In early testing, two of the extra-low doses appear to be strong enough for babies but not for somewhat older children. Pfizer now is testing a third shot. The results from those tests are expected in late March.
The FDA said an outside committee of independent experts will meet in mid-February to review the information from Pfizer. The agency did not say how long it will wait for complete information. If the agency approves the vaccine, the U.S. Centers for Disease Control and Prevention (CDC) also needs to approve how the vaccinations will be given.
John Grabenstein used to work on vaccines at Merck.

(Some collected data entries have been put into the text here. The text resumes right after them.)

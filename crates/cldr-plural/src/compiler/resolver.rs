//! Operand resolution.
//!
//! Decides which operands a locale's predicates actually read and how to
//! derive them from the raw value, so an emitter only computes what is
//! needed. The fraction-digit breakdown (`v`, `w`, `f`, `t`) is the costly
//! step and is only requested when one of those operands is live.

use std::fmt;

use serde::Serialize;

use super::predicate::Predicate;
use crate::types::{ModuloVar, Operand, OperandSet, Var};

/// How the base operands are read from the raw value.
#[derive(Debug, Clone, Copy, PartialEq, Eq, Hash, Serialize)]
#[serde(tag = "kind", rename_all = "snake_case")]
pub enum Extraction {
    /// Nothing is read (e.g. a locale whose only category is `other`).
    None,
    /// `n` and/or `i` are computed directly from the value.
    Direct { operands: OperandSet },
    /// One fraction-digit breakdown binds the listed operands.
    Digits { operands: OperandSet },
}

/// How the `p` flag (no significant fraction digits) is derived.
#[derive(Debug, Clone, Copy, PartialEq, Eq, Hash, Serialize)]
#[serde(rename_all = "snake_case")]
pub enum NoFractionSource {
    /// `p := w == 0`
    FractionDigits,
    /// `p := i == n`
    IntegerEquality,
    /// `p := round(n) == n`
    Rounding,
}

/// One modulo variable binding.
#[derive(Debug, Clone, Copy, PartialEq, Eq, Hash, Serialize)]
pub struct ModuloAssignment {
    pub var: ModuloVar,
    /// The base operand is not bound on its own and is read from the raw
    /// value in place.
    pub inline: bool,
}

/// The derivation steps a locale needs before its predicates can run.
#[derive(Debug, Clone, PartialEq, Eq, Hash, Serialize)]
pub struct Preamble {
    pub extraction: Extraction,
    pub no_fraction: Option<NoFractionSource>,
    pub modulo: Vec<ModuloAssignment>,
}

/// Order of the bindings produced by a fraction-digit breakdown.
const DIGIT_BINDINGS: [Operand; 6] = [
    Operand::F,
    Operand::I,
    Operand::N,
    Operand::V,
    Operand::T,
    Operand::W,
];

/// Computes the minimal preamble for a set of predicates.
///
/// `modulo_vars` are the modulo variables the predicates reference, in
/// first-seen order without duplicates.
pub fn resolve<'a>(
    predicates: impl IntoIterator<Item = &'a Predicate>,
    modulo_vars: &[ModuloVar],
) -> Preamble {
    let mut referenced = OperandSet::empty();
    for predicate in predicates {
        predicate.for_each_var(&mut |var| {
            if let Var::Operand(operand) = var {
                referenced.insert(*operand);
            }
        });
    }

    let no_fraction_live = referenced.contains(Operand::P);
    let mut bound: OperandSet = referenced
        .iter()
        .filter(|operand| *operand != Operand::P)
        .collect();

    let needs_digits =
        bound.any_fractional() || modulo_vars.iter().any(|var| var.operand.is_fractional());

    let (extraction, no_fraction) = if needs_digits {
        for var in modulo_vars {
            bound.insert(var.operand);
        }
        if no_fraction_live {
            bound.insert(Operand::W);
        }
        (
            Extraction::Digits { operands: bound },
            no_fraction_live.then_some(NoFractionSource::FractionDigits),
        )
    } else {
        if no_fraction_live {
            bound.insert(Operand::N);
        }
        let source = if bound.contains(Operand::I) {
            NoFractionSource::IntegerEquality
        } else {
            NoFractionSource::Rounding
        };
        let extraction = if bound.is_empty() {
            Extraction::None
        } else {
            Extraction::Direct { operands: bound }
        };
        (extraction, no_fraction_live.then_some(source))
    };

    let modulo = modulo_vars
        .iter()
        .map(|var| ModuloAssignment {
            var: *var,
            inline: !bound.contains(var.operand),
        })
        .collect();

    Preamble {
        extraction,
        no_fraction,
        modulo,
    }
}

impl Preamble {
    /// Whether no derivation step is needed at all.
    pub fn is_empty(&self) -> bool {
        self.extraction == Extraction::None && self.no_fraction.is_none() && self.modulo.is_empty()
    }

    /// Whether the fraction-digit breakdown is requested.
    pub fn uses_fraction_digits(&self) -> bool {
        matches!(self.extraction, Extraction::Digits { .. })
    }

    /// Operands bound by the extraction step.
    pub fn bound(&self) -> OperandSet {
        match self.extraction {
            Extraction::None => OperandSet::empty(),
            Extraction::Direct { operands } | Extraction::Digits { operands } => operands,
        }
    }

    /// Renders the preamble as pseudo-code statements, one per binding.
    ///
    /// `value` names the raw input; `abs`, `trunc`, `round`, `mod` and
    /// `digits` are left for the emitter to map onto its target language.
    pub fn statements(&self) -> Vec<String> {
        let mut statements = Vec::new();

        match self.extraction {
            Extraction::None => {}
            Extraction::Direct { operands } => {
                if operands.contains(Operand::N) {
                    statements.push("n := abs(value)".to_string());
                }
                if operands.contains(Operand::I) {
                    if operands.contains(Operand::N) {
                        statements.push("i := trunc(n)".to_string());
                    } else {
                        statements.push("i := trunc(abs(value))".to_string());
                    }
                }
            }
            Extraction::Digits { operands } => {
                let names: Vec<String> = DIGIT_BINDINGS
                    .iter()
                    .map(|operand| {
                        if operands.contains(*operand) {
                            operand.to_string()
                        } else {
                            "_".to_string()
                        }
                    })
                    .collect();
                statements.push(format!("{} := digits(value)", names.join(", ")));
            }
        }

        match self.no_fraction {
            Some(NoFractionSource::FractionDigits) => statements.push("p := w == 0".to_string()),
            Some(NoFractionSource::IntegerEquality) => statements.push("p := i == n".to_string()),
            Some(NoFractionSource::Rounding) => statements.push("p := round(n) == n".to_string()),
            None => {}
        }

        for assignment in &self.modulo {
            statements.push(assignment.to_string());
        }
        statements
    }
}

impl fmt::Display for ModuloAssignment {
    fn fmt(&self, f: &mut fmt::Formatter<'_>) -> fmt::Result {
        let ModuloVar { operand, modulus } = self.var;
        match (operand, self.inline) {
            (Operand::N, false) => write!(f, "{} := mod(n, {modulus})", self.var),
            (Operand::N, true) => write!(f, "{} := mod(abs(value), {modulus})", self.var),
            (Operand::I, true) => write!(f, "{} := trunc(abs(value)) % {modulus}", self.var),
            _ => write!(f, "{} := {operand} % {modulus}", self.var),
        }
    }
}

impl fmt::Display for Preamble {
    fn fmt(&self, f: &mut fmt::Formatter<'_>) -> fmt::Result {
        f.write_str(&self.statements().join("\n"))
    }
}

He told Reuters, "I just can't believe that they would authorize getting started without knowing what the third dose would do." But John Moore, a professor at Weill Cornell Medical College, called the plan "a creative solution to a real problem.” He noted that the Pfizer COVID-19 vaccine is known to be safe.
Parents want to return to work
The administration of President Joe Biden has been trying to speed up the approval of COVID-19 shots for children. Officials see vaccinations as important for opening schools and daycare centers and permitting parents to return to work.
The arrival of a vaccine for younger children could help hard-pressed parents as Omicron is sending record numbers of children to the hospital. Many have been pushing for an expansion of the shots to younger children.
Dr. Dyan Hes is a pediatrician, a medical doctor for children, in New York City. He said for many parents, "that's the first thing they ask when they walk through the door: 'When do you think the shot is going to come out?'"
Dr. Sean O'Leary of the University of Colorado is on the American Academy of Pediatrics’ infectious disease committee. He said, "What we're seeing right now is still a lot of hospitalizations and unfortunately some deaths in this age group."
He added that if the FDA approves vaccinations for the younger children, "that's going to be really important because all of those hospitalizations and deaths essentially are preventable."
I’m Jill Robbins.
Lauran Neergaard and Matthew Perrone reported on this story for the Associated Press and Michael Erman reported on it for Reuters. Jill Robbins adapted it for Learning English.
Words in This Story
apply – v. to ask formally for something (such as a job, admission to a school, a loan, etc.) usually in writing
authorize – v. to give legal or official approval to or for (something)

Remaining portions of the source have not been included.